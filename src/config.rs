use std::env;

use dotenvy::dotenv;
use log::debug;

use crate::blockchain::DEFAULT_DIFFICULTY;

pub const DIFFICULTY_VAR: &str = "LEDGER_DIFFICULTY";
pub const MAX_MINING_ATTEMPTS_VAR: &str = "LEDGER_MAX_MINING_ATTEMPTS";

/// Construction-time settings for a [`crate::Ledger`].
#[derive(Debug, Clone, PartialEq, Eq)]
pub struct LedgerConfig {
    /// Leading zero hex digits required of every mined hash.
    pub difficulty: u32,
    /// Hash budget per block; `None` mines until a nonce is found.
    pub max_mining_attempts: Option<u64>,
}

impl Default for LedgerConfig {
    fn default() -> Self {
        Self {
            difficulty: DEFAULT_DIFFICULTY,
            max_mining_attempts: None,
        }
    }
}

impl LedgerConfig {
    /// Read settings from the process environment (and `.env`, if present).
    /// Missing or unparsable values fall back to the defaults.
    pub fn from_env() -> Self {
        let _ = dotenv();
        Self::from_lookup(|key| env::var(key).ok())
    }

    pub fn from_lookup(lookup: impl Fn(&str) -> Option<String>) -> Self {
        let defaults = Self::default();
        let difficulty = lookup(DIFFICULTY_VAR)
            .and_then(|v| v.trim().parse().ok())
            .unwrap_or(defaults.difficulty);
        let max_mining_attempts = lookup(MAX_MINING_ATTEMPTS_VAR)
            .and_then(|v| v.trim().parse().ok())
            .or(defaults.max_mining_attempts);
        let config = Self {
            difficulty,
            max_mining_attempts,
        };
        debug!("ledger config: {:?}", config);
        config
    }
}
//! Data models
//!
//! One record type per document collection. Each type doubles as the
//! validated write payload and the response shape; store identifiers and
//! timestamps are never part of it.

pub mod menu_item;
pub mod newsletter;
pub mod reservation;
pub mod review;
pub mod schema;

// Re-exports
pub use menu_item::*;
pub use newsletter::*;
pub use reservation::*;
pub use review::*;
pub use schema::{
    FieldSpec, FieldType, Record, RecordKind, ValidatedRecord, ValidationError, validate,
    validate_record,
};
**********
## Problem details
Copy out the data shown above without altering anything.

## Written solution
filename src/config.rs
use std::env;

use dotenvy::dotenv;
use log::debug;

use crate::blockchain::DEFAULT_DIFFICULTY;

pub const DIFFICULTY_VAR: &str = "LEDGER_DIFFICULTY";
pub const MAX_MINING_ATTEMPTS_VAR: &str = "LEDGER_MAX_MINING_ATTEMPTS";

/// Construction-time settings for a [`crate::Ledger`].
#[derive(Debug, Clone, PartialEq, Eq)]
pub struct LedgerConfig {
    /// Leading zero hex digits required of every mined hash.
    pub difficulty: u32,
    /// Hash budget per block; `None` mines until a nonce is found.
    pub max_mining_attempts: Option<u64>,
}

impl Default for LedgerConfig {
    fn default() -> Self {
        Self {
            difficulty: DEFAULT_DIFFICULTY,
            max_mining_attempts: None,
        }
    }
}

impl LedgerConfig {
    /// Read settings from the process environment (and `.env`, if present).
    /// Missing or unparsable values fall back to the defaults.
    pub fn from_env() -> Self {
        let _ = dotenv();
        Self::from_lookup(|key| env::var(key).ok())
    }

    pub fn from_lookup(lookup: impl Fn(&str) -> Option<String>) -> Self {
        let defaults = Self::default();
        let difficulty = lookup(DIFFICULTY_VAR)
            .and_then(|v| v.trim().parse().ok())
            .unwrap_or(defaults.difficulty);
        let max_mining_attempts = lookup(MAX_MINING_ATTEMPTS_VAR)
            .and_then(|v| v.trim().parse().ok())
            .or(defaults.max_mining_attempts);
        let config = Self {
            difficulty,
            max_mining_attempts,
        };
        debug!("ledger config: {:?}", config);
        config
    }
}
//! Data models
//!
//! One record type per document collection. Each type doubles as the
//! validated write payload and the response shape; store identifiers and
//! timestamps are never part of it.

pub mod menu_item;
pub mod newsletter;
pub mod reservation;
pub mod review;
pub mod schema;

// Re-exports
pub use menu_item::*;
pub use newsletter::*;
pub use reservation::*;
pub use review::*;
pub use schema::{
    FieldSpec, FieldType, Record, RecordKind, ValidatedRecord, ValidationError, validate,
    validate_record,
};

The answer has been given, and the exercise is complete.